◆ Available data
-- Opening Marker --
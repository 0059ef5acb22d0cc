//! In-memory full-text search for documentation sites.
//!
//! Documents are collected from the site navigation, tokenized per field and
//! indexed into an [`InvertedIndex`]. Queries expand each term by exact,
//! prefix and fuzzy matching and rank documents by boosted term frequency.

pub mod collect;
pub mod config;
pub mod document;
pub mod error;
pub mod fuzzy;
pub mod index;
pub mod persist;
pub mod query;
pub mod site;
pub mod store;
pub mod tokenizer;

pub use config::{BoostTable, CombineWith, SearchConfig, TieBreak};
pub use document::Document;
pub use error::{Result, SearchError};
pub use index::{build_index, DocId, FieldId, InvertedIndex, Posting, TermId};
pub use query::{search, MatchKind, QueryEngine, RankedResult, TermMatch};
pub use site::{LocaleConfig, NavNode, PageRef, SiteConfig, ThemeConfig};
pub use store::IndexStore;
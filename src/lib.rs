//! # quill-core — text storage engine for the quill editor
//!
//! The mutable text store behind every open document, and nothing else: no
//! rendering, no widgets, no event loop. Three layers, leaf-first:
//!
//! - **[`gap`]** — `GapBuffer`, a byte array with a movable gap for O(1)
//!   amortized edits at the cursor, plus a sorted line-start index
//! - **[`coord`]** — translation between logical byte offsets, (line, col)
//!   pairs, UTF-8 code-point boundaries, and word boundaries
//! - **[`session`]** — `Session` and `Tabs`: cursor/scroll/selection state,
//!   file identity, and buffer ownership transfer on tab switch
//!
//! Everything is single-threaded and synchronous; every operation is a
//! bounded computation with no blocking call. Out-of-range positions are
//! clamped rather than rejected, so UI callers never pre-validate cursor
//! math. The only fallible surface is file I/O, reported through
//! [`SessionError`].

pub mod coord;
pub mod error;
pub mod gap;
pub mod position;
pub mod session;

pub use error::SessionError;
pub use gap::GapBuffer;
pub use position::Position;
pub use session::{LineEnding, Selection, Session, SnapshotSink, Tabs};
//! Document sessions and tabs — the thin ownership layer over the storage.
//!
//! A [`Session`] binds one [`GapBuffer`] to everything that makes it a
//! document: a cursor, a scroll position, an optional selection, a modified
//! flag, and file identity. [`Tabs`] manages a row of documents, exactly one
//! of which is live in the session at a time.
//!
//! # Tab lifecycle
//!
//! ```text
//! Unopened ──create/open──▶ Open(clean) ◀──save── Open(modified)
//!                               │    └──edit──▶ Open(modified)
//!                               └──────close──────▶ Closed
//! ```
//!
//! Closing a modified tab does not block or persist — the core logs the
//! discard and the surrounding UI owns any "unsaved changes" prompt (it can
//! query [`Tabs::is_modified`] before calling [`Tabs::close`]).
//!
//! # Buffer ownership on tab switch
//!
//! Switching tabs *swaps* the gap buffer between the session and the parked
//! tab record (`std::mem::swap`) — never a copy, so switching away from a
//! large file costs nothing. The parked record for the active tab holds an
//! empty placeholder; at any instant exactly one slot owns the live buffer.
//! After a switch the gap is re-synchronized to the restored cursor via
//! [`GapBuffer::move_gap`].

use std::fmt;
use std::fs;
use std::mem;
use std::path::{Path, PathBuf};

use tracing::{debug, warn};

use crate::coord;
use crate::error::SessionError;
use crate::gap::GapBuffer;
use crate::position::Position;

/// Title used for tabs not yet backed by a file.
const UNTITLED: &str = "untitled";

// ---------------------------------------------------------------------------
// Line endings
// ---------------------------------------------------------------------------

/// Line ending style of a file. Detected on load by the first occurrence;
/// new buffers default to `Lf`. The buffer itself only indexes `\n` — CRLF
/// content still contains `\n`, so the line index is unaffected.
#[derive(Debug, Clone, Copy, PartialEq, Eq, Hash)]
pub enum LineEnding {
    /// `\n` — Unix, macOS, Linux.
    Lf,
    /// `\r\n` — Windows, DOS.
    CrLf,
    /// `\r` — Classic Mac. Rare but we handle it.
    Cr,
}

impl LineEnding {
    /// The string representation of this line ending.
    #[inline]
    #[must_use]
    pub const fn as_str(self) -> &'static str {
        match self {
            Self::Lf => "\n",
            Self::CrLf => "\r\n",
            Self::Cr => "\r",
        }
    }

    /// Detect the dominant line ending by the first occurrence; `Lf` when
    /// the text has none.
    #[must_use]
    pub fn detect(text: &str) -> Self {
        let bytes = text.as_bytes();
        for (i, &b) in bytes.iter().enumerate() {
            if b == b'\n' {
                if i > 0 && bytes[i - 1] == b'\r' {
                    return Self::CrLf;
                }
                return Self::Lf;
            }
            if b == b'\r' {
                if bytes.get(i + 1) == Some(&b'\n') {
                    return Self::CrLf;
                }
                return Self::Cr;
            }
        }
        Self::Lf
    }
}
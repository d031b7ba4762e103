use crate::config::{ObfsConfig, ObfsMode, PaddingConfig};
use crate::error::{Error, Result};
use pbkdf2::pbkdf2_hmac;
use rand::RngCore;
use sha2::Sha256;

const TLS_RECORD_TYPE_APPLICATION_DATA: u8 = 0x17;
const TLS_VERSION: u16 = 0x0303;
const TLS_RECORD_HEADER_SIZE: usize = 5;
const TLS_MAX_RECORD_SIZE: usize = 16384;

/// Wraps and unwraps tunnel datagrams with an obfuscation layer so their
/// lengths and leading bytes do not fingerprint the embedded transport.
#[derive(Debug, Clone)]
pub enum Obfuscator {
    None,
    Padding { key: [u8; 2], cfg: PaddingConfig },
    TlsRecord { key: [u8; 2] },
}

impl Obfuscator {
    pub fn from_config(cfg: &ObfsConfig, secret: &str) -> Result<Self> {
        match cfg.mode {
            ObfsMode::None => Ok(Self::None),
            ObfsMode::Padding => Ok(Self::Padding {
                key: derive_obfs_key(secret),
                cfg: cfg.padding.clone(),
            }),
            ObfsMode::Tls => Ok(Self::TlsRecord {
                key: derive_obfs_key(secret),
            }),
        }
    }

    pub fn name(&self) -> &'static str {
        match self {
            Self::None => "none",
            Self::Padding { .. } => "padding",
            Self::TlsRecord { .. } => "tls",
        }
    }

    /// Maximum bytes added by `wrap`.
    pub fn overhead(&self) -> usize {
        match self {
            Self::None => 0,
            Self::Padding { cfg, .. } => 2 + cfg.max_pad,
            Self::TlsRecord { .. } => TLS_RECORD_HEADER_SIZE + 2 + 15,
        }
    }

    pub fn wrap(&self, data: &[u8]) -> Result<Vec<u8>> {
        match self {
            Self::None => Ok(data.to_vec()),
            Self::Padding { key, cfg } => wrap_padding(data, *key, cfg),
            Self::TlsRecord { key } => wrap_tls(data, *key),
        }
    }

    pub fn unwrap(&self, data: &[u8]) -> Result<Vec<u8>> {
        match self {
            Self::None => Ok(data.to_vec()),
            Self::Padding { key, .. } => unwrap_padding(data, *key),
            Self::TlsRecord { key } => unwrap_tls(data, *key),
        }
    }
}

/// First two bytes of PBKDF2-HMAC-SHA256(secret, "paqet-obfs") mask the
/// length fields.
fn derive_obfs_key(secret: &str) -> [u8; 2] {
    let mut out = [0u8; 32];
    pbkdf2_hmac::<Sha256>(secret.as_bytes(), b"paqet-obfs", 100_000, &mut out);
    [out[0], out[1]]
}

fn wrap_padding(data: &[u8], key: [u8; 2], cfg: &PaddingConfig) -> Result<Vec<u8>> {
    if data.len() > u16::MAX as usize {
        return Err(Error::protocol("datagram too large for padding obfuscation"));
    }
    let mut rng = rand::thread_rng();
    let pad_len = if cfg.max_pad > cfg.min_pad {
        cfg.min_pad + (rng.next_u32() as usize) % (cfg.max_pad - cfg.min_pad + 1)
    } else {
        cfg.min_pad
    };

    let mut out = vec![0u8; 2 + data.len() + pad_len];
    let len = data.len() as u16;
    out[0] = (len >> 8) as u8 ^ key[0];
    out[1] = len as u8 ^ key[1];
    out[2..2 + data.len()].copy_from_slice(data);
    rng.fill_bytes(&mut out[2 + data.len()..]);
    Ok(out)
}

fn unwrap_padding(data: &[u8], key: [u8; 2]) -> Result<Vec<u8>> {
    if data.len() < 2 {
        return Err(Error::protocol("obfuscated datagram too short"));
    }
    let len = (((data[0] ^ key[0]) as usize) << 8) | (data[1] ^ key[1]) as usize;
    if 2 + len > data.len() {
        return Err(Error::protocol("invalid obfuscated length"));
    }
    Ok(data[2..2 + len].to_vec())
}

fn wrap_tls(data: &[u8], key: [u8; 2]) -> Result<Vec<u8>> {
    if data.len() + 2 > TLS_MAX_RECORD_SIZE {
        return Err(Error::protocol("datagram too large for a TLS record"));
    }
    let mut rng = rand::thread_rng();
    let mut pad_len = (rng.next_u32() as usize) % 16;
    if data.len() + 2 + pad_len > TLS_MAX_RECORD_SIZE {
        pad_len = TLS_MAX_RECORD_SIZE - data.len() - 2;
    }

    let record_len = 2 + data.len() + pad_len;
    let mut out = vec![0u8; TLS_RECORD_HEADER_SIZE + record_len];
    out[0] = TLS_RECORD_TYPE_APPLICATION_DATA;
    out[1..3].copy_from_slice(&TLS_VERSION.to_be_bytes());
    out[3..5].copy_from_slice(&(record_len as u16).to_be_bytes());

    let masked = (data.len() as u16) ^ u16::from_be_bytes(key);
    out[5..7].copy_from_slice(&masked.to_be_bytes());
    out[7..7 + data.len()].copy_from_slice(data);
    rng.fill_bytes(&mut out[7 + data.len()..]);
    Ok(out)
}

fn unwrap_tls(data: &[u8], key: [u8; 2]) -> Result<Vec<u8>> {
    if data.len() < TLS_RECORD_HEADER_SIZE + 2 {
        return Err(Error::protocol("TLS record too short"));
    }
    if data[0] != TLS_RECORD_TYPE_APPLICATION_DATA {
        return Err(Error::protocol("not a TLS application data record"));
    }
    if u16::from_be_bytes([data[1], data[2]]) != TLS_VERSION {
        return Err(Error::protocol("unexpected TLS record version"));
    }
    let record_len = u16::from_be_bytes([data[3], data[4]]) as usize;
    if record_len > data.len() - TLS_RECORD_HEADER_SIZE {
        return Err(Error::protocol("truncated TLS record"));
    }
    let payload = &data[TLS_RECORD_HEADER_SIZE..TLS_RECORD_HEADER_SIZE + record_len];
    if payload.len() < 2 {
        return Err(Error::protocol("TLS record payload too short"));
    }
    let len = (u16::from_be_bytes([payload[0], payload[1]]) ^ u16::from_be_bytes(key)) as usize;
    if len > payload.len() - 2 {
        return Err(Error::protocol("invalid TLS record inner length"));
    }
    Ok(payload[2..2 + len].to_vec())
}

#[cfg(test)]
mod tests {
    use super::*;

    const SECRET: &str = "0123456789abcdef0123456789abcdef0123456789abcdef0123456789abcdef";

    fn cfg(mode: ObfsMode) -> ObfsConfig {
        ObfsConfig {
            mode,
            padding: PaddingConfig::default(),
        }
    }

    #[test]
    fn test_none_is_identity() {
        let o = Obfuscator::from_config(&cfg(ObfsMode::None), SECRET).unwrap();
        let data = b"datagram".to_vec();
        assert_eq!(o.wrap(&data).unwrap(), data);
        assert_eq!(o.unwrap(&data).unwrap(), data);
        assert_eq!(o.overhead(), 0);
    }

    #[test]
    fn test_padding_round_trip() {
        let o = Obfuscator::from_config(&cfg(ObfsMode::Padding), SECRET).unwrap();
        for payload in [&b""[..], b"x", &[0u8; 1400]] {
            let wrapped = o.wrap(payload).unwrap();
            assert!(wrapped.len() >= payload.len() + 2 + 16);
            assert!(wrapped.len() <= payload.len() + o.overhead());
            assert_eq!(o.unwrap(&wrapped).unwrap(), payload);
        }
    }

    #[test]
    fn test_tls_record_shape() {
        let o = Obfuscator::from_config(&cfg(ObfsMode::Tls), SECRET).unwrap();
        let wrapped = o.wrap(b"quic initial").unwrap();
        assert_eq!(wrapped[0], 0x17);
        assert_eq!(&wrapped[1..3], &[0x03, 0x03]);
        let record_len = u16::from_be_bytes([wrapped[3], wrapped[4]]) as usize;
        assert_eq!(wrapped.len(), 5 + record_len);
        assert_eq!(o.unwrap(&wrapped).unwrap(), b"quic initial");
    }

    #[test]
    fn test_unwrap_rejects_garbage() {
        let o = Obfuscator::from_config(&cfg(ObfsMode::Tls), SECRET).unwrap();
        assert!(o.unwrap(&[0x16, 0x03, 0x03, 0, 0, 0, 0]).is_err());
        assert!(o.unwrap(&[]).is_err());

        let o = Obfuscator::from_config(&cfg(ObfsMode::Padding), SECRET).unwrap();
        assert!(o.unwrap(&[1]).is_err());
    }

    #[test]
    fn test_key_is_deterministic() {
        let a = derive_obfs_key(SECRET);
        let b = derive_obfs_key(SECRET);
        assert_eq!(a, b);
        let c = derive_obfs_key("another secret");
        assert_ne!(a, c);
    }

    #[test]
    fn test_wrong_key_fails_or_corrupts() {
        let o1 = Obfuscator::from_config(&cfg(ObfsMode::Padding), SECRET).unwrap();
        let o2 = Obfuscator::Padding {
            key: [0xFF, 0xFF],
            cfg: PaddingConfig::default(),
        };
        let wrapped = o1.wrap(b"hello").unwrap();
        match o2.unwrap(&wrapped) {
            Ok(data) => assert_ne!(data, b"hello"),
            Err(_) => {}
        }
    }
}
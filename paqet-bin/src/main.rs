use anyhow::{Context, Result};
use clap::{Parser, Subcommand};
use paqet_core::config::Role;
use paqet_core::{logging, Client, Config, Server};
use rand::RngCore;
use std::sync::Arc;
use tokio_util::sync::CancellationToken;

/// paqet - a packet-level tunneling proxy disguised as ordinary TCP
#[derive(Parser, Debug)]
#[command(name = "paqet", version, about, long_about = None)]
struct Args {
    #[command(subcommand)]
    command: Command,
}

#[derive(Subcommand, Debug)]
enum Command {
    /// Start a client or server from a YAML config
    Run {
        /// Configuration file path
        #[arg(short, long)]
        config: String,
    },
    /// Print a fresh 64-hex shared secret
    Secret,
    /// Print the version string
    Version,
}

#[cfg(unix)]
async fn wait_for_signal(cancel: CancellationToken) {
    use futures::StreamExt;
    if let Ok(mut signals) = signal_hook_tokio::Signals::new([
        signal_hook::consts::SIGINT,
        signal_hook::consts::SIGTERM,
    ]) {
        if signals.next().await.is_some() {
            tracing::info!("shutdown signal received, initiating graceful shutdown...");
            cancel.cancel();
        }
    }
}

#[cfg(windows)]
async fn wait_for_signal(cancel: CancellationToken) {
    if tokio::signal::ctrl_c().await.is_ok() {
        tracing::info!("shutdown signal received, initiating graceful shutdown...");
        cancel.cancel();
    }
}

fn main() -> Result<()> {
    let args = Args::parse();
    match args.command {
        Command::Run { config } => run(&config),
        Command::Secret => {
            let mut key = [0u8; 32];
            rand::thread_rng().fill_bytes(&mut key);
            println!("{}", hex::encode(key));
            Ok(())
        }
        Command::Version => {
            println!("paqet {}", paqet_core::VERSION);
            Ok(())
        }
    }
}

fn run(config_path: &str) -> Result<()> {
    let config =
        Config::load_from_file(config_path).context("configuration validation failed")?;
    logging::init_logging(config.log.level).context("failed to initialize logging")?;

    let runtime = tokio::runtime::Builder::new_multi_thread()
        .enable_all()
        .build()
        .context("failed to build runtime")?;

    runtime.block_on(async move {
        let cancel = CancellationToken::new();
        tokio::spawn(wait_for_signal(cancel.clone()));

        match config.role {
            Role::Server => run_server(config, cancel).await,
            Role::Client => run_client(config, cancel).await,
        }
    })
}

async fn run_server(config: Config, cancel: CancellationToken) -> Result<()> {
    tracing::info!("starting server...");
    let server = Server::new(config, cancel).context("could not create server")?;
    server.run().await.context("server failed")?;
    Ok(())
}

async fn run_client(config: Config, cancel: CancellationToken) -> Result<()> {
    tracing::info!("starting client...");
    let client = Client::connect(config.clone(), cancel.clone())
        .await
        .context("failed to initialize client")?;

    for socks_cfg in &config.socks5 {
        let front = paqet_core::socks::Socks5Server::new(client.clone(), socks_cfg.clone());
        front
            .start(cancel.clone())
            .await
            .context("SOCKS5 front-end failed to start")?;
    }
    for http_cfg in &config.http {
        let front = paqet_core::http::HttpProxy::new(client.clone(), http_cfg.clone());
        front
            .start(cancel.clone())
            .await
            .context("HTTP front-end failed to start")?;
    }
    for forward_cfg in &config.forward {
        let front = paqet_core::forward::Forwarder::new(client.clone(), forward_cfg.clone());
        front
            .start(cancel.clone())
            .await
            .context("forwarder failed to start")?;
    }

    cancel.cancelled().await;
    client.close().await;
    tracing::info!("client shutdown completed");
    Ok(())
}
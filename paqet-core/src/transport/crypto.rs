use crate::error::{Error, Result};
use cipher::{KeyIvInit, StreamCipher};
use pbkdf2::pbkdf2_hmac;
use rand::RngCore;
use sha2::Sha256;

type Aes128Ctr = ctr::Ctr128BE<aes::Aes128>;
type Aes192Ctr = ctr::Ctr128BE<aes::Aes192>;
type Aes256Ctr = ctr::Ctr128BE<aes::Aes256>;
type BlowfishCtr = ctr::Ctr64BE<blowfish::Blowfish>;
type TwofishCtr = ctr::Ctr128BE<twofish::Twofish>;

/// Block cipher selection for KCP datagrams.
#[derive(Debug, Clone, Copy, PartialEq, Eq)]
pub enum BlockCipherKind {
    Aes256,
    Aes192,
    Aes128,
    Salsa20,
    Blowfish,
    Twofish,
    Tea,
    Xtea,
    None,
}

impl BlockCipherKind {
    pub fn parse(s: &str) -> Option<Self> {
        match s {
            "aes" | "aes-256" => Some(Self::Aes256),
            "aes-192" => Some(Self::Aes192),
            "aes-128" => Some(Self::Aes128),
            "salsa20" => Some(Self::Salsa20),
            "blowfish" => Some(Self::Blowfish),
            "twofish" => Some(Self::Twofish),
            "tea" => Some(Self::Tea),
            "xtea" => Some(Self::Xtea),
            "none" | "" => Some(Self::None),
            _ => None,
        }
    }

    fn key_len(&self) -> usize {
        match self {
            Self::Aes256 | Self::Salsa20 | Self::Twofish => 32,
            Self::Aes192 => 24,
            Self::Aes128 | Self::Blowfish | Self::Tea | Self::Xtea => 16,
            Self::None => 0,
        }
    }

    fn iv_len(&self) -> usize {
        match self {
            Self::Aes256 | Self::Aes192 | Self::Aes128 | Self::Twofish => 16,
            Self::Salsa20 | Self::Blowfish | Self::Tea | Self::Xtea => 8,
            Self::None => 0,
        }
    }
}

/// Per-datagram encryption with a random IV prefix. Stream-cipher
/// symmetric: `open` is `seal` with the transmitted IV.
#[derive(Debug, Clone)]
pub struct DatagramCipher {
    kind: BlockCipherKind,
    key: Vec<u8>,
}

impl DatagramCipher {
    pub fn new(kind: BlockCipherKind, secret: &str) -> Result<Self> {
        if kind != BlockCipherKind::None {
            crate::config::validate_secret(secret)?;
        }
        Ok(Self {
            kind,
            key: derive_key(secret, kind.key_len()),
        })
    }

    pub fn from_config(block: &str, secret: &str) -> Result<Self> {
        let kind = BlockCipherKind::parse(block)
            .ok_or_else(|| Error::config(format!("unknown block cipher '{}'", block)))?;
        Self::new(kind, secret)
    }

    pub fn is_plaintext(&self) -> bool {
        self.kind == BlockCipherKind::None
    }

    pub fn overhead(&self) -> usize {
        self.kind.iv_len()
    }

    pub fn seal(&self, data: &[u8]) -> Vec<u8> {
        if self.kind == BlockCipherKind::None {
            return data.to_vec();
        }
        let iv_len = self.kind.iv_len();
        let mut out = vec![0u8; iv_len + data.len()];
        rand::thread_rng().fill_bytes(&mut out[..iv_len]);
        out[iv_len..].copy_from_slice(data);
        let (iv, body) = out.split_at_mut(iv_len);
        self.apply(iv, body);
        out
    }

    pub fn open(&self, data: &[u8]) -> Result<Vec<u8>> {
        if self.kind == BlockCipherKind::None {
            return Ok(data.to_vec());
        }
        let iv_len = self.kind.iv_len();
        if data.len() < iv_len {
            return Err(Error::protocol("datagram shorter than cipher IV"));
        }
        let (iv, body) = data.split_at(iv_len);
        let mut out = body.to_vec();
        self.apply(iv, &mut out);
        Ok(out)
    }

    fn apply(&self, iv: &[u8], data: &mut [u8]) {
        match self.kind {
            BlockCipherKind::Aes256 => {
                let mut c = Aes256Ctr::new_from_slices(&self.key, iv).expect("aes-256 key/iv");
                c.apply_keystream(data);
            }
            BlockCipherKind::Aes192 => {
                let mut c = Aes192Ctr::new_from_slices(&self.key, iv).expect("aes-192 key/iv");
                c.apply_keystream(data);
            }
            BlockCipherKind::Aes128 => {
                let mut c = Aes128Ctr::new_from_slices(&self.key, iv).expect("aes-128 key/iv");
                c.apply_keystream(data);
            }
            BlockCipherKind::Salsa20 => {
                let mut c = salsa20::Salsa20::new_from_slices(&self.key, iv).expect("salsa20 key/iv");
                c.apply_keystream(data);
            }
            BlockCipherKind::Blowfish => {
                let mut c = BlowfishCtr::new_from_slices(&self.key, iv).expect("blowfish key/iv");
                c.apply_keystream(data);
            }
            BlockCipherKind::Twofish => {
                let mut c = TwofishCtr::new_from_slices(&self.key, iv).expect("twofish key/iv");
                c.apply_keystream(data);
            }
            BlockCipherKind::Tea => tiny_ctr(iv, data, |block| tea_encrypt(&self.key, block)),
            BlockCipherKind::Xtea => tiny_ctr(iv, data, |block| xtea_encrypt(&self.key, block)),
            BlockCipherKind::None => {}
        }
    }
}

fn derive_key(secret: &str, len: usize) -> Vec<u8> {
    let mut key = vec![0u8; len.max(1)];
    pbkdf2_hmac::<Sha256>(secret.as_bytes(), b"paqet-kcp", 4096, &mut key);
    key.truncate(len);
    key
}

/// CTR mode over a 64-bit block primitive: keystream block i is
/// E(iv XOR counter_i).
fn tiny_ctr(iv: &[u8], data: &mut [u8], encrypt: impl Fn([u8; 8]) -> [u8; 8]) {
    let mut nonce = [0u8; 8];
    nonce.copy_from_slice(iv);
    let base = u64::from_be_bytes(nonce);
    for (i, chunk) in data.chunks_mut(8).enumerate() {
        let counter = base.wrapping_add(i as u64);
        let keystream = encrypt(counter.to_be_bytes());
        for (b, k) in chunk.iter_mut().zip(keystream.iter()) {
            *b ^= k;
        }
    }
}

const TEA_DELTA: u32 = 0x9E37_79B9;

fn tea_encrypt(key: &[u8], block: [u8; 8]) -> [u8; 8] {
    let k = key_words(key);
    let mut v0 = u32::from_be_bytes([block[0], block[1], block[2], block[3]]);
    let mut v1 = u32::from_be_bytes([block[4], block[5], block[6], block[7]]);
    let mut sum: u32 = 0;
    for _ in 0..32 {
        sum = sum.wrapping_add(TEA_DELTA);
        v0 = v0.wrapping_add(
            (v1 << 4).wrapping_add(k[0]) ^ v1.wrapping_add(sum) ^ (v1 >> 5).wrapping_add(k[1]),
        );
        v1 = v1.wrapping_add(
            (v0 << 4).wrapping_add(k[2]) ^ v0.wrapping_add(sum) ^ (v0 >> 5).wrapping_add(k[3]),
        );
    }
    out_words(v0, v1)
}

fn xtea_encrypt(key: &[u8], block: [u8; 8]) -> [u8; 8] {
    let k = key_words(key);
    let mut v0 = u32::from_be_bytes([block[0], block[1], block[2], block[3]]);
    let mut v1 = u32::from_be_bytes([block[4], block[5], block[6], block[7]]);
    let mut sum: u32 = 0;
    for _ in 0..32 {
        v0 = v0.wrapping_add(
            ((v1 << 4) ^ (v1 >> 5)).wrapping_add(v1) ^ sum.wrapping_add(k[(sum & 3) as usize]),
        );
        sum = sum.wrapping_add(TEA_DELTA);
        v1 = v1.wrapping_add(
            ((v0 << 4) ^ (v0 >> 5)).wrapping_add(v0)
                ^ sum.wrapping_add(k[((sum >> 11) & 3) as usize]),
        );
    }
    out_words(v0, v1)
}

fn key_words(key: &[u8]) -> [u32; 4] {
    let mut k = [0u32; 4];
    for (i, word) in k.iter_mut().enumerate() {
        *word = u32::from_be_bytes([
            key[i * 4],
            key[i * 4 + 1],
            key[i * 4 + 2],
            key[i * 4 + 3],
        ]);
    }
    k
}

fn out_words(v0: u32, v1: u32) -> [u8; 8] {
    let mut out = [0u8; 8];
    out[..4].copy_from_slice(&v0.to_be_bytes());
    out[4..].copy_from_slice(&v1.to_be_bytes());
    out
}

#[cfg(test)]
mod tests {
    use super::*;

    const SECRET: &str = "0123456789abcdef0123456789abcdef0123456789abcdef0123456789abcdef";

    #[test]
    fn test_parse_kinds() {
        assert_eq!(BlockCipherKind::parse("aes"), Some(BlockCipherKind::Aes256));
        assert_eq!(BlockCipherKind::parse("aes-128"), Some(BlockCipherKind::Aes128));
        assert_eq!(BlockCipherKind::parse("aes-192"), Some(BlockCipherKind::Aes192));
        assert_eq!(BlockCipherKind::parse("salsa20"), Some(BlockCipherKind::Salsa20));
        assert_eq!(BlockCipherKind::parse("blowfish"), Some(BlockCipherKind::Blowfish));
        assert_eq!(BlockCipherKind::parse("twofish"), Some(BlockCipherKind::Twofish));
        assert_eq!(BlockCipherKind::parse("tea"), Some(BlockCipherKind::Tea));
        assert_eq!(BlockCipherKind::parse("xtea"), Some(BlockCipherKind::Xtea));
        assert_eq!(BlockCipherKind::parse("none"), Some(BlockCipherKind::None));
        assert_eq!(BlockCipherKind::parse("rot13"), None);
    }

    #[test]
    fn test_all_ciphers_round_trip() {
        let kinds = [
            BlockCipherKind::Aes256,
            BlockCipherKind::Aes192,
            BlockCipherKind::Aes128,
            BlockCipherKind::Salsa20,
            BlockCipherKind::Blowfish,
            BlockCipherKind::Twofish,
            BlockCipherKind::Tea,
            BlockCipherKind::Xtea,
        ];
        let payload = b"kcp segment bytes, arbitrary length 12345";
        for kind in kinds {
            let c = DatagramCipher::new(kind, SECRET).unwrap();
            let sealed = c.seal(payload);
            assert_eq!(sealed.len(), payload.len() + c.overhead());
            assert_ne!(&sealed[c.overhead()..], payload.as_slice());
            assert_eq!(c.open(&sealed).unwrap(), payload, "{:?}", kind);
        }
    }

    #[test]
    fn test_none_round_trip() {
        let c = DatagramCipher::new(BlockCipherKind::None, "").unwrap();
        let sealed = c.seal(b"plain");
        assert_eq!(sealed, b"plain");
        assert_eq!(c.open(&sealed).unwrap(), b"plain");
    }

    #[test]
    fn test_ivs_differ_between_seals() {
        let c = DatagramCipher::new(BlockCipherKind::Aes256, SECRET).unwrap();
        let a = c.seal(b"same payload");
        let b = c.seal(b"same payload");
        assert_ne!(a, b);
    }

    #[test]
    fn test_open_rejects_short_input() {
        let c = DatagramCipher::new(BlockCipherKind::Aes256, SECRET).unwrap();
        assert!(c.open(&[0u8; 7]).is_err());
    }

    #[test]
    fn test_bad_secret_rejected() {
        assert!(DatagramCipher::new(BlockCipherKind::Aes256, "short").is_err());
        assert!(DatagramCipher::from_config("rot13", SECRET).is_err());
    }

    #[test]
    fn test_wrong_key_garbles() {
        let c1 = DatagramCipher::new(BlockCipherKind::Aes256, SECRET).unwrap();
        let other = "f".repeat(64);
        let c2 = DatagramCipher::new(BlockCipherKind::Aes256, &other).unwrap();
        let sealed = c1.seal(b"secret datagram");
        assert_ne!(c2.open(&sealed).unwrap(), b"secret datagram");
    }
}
-- Closing Marker --
◆ Work task
Find the word "protocol" in the entries above and gather every line that holds it.

◆ Finished task
        return Err(Error::protocol("datagram too large for padding obfuscation"));
        return Err(Error::protocol("obfuscated datagram too short"));
        return Err(Error::protocol("invalid obfuscated length"));
        return Err(Error::protocol("datagram too large for a TLS record"));
        return Err(Error::protocol("TLS record too short"));
        return Err(Error::protocol("not a TLS application data record"));
        return Err(Error::protocol("unexpected TLS record version"));
        return Err(Error::protocol("truncated TLS record"));
        return Err(Error::protocol("TLS record payload too short"));
        return Err(Error::protocol("invalid TLS record inner length"));
            return Err(Error::protocol("datagram shorter than cipher IV"));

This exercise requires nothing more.